Start of Records shown

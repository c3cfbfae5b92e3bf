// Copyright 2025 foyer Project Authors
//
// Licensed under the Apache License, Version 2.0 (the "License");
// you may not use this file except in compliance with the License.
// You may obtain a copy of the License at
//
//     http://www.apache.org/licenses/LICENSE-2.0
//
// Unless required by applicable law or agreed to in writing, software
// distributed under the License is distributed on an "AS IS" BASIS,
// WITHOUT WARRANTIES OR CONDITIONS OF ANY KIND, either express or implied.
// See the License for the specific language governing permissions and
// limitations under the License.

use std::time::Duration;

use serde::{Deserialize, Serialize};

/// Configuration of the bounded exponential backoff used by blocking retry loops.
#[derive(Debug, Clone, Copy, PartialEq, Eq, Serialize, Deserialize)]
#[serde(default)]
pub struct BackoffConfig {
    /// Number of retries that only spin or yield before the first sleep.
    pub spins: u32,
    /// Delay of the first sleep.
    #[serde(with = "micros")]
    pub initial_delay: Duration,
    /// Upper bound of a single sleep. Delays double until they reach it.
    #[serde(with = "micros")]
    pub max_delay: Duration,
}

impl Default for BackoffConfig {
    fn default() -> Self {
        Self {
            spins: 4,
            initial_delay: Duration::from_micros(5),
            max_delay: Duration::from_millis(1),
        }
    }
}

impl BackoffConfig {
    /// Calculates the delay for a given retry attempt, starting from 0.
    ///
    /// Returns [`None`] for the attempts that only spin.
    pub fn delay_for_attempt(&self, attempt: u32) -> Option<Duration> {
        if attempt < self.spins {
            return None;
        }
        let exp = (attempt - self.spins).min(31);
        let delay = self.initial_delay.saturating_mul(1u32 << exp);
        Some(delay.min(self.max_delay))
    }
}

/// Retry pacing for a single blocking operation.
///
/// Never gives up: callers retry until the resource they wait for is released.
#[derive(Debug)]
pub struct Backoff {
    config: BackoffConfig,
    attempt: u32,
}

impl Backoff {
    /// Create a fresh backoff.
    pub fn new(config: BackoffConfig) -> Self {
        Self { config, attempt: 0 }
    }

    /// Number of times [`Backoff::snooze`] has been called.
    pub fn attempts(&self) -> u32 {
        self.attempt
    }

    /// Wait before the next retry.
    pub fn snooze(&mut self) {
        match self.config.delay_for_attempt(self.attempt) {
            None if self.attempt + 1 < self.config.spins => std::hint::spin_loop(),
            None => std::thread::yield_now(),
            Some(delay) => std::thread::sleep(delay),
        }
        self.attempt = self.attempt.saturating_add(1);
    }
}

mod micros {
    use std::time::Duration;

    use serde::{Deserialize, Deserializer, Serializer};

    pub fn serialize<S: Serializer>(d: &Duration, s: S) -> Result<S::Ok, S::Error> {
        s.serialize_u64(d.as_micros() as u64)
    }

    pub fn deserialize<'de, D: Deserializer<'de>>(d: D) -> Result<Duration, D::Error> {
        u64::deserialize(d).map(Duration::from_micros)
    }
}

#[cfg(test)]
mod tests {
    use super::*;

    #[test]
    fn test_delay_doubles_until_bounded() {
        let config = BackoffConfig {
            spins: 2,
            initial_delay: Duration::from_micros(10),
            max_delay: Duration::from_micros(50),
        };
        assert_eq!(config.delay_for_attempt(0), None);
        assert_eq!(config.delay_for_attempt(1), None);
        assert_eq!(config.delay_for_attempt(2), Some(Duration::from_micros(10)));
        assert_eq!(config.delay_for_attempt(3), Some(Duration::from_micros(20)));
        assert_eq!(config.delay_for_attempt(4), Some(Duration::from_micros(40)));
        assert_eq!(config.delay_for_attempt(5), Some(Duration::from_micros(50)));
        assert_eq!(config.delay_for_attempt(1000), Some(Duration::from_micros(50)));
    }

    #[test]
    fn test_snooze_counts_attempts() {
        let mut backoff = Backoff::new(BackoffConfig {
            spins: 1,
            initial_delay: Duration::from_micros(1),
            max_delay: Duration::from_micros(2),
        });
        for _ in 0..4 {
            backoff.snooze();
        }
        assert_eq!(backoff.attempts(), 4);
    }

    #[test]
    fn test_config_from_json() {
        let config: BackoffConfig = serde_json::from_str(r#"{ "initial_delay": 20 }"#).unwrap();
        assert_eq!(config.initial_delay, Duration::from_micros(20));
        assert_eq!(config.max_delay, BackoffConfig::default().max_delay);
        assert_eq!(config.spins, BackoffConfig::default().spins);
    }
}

End of Records shown
Start of Records shown

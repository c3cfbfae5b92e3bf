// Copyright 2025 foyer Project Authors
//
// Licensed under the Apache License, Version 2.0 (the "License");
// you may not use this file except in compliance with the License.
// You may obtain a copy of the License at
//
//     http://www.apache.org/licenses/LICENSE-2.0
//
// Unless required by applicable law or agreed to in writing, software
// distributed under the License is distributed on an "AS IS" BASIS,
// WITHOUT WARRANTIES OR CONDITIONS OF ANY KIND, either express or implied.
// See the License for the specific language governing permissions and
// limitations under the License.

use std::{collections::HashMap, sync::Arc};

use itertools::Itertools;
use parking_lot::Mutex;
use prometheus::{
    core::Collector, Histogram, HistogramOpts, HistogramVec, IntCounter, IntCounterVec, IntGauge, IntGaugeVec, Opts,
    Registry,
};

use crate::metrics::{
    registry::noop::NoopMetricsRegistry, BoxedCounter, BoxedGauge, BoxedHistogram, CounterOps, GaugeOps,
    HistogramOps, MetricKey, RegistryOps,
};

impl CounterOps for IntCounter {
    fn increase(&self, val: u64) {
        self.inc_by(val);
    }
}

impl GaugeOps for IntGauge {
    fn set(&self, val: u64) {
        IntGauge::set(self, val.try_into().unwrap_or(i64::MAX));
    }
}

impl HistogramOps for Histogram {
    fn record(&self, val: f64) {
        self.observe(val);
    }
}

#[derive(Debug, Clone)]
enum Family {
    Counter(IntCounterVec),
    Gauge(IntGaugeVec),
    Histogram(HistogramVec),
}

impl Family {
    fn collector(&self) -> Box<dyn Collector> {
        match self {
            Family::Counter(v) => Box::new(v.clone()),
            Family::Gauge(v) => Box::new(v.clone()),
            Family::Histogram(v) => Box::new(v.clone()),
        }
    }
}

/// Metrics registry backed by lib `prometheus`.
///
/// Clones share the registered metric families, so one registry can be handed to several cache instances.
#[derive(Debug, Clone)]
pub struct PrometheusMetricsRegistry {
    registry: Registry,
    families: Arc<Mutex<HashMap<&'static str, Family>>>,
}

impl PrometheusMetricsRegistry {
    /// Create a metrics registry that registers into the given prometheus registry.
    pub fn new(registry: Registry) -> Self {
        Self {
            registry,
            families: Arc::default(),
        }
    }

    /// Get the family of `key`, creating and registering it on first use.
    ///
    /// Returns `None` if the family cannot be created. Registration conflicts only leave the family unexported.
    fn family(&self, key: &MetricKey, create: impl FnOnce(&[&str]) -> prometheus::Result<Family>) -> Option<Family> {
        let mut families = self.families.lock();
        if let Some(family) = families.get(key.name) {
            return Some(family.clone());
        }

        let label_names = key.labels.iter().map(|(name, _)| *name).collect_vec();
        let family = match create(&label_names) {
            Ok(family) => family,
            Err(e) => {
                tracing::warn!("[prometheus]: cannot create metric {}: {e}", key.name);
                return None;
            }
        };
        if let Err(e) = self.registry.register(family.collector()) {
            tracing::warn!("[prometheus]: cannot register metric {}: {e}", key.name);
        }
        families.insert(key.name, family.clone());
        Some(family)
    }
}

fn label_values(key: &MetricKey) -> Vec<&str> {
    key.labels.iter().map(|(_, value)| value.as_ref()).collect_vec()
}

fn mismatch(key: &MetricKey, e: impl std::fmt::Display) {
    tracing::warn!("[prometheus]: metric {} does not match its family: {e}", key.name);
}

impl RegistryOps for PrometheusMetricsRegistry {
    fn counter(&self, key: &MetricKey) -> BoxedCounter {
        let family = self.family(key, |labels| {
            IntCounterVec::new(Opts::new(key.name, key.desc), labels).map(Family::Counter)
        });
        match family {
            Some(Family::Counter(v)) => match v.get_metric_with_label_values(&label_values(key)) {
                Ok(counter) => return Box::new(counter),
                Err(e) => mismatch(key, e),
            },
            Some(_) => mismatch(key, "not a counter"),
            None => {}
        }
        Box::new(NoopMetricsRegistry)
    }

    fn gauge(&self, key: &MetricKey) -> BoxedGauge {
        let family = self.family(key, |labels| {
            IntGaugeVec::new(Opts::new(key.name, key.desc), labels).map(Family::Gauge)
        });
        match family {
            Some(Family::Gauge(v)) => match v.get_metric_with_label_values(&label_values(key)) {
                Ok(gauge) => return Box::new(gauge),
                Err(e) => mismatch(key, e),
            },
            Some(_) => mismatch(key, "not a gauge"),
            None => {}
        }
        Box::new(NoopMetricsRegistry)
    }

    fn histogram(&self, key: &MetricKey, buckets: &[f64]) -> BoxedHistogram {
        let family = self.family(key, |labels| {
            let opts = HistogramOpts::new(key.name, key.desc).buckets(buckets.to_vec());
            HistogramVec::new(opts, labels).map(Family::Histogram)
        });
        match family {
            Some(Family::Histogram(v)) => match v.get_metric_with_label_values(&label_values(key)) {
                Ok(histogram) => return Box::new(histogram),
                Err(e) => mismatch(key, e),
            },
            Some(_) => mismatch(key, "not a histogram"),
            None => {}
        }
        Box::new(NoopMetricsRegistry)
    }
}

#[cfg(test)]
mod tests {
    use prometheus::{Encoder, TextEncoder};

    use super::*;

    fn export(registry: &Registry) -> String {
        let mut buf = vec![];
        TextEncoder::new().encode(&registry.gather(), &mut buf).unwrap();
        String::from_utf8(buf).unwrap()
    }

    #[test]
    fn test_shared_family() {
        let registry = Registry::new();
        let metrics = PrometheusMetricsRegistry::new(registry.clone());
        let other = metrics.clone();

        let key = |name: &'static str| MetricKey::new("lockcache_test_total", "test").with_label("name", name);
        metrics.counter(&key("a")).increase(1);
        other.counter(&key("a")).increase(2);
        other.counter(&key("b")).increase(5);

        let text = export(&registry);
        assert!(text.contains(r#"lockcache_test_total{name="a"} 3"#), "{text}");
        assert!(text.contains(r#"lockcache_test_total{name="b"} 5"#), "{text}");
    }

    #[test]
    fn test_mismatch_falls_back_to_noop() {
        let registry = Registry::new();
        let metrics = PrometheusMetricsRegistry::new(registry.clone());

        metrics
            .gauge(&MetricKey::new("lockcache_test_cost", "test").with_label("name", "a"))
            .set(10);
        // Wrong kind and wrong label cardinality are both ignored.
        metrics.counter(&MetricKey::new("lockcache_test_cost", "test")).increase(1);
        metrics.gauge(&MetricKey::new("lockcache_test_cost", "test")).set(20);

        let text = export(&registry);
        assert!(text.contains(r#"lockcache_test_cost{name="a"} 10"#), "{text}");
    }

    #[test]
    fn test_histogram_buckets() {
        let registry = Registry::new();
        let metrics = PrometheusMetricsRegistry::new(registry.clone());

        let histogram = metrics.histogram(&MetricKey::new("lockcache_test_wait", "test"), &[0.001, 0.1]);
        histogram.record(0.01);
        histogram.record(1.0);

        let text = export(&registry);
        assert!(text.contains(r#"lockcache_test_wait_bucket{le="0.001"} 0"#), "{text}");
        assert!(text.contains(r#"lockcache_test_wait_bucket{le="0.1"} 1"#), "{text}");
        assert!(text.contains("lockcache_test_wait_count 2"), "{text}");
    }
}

End of Records shown

Task to complete - Report the lines above that contain "contains".

Task response -
        assert!(text.contains(r#"lockcache_test_total{name="a"} 3"#), "{text}");
        assert!(text.contains(r#"lockcache_test_total{name="b"} 5"#), "{text}");
        assert!(text.contains(r#"lockcache_test_cost{name="a"} 10"#), "{text}");
        assert!(text.contains(r#"lockcache_test_wait_bucket{le="0.001"} 0"#), "{text}");
        assert!(text.contains(r#"lockcache_test_wait_bucket{le="0.1"} 1"#), "{text}");
        assert!(text.contains("lockcache_test_wait_count 2"), "{text}");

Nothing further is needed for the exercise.